**ABOUT THIS TASK:** Down to the last line, retype each line of the entries exactly, starting with the one that contains "pub fn advance(&self, by: Duration)".

**EXTRACTED RECORDS:**
##############################
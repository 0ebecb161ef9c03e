//! Wall-clock source for record timestamps and file rotation.
//!
//! Headers, file names and the day-boundary rotation check all read local
//! calendar time. The [`Clock`] trait lets tests pin or advance time without
//! touching the system clock.

use std::sync::Mutex;

use chrono::{DateTime, Duration, Local, TimeZone};

/// A source of local wall-clock time.
pub trait Clock: Send + Sync {
    fn now(&self) -> DateTime<Local>;
}

// ---------------------------------------------------------------------------
// SystemClock
// ---------------------------------------------------------------------------

/// The real local clock.
#[derive(Debug, Default, Clone, Copy)]
pub struct SystemClock;

impl Clock for SystemClock {
    #[inline]
    fn now(&self) -> DateTime<Local> {
        Local::now()
    }
}

// ---------------------------------------------------------------------------
// ManualClock
// ---------------------------------------------------------------------------

/// A clock that only moves when told to.
#[derive(Debug)]
pub struct ManualClock {
    now: Mutex<DateTime<Local>>,
}

impl ManualClock {
    pub fn new(start: DateTime<Local>) -> Self {
        Self { now: Mutex::new(start) }
    }

    /// Clock fixed at the given local date and time.
    ///
    /// Falls back to the current time if the local time does not exist
    /// (DST gap).
    pub fn at(year: i32, month: u32, day: u32, hour: u32, min: u32, sec: u32, micros: u32) -> Self {
        let start = Local
            .with_ymd_and_hms(year, month, day, hour, min, sec)
            .earliest()
            .map(|t| t + Duration::microseconds(i64::from(micros)))
            .unwrap_or_else(Local::now);
        Self::new(start)
    }

    /// Move the clock forward.
    pub fn advance(&self, by: Duration) {
        let mut now = self.now.lock().unwrap_or_else(|e| e.into_inner());
        *now += by;
    }

    pub fn set(&self, to: DateTime<Local>) {
        *self.now.lock().unwrap_or_else(|e| e.into_inner()) = to;
    }
}

impl Clock for ManualClock {
    fn now(&self) -> DateTime<Local> {
        *self.now.lock().unwrap_or_else(|e| e.into_inner())
    }
}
##############################
**WRITTEN ANSWER:**
    pub fn advance(&self, by: Duration) {
        let mut now = self.now.lock().unwrap_or_else(|e| e.into_inner());
        *now += by;
    }

    pub fn set(&self, to: DateTime<Local>) {
        *self.now.lock().unwrap_or_else(|e| e.into_inner()) = to;
    }
}

impl Clock for ManualClock {
    fn now(&self) -> DateTime<Local> {
        *self.now.lock().unwrap_or_else(|e| e.into_inner())
    }
}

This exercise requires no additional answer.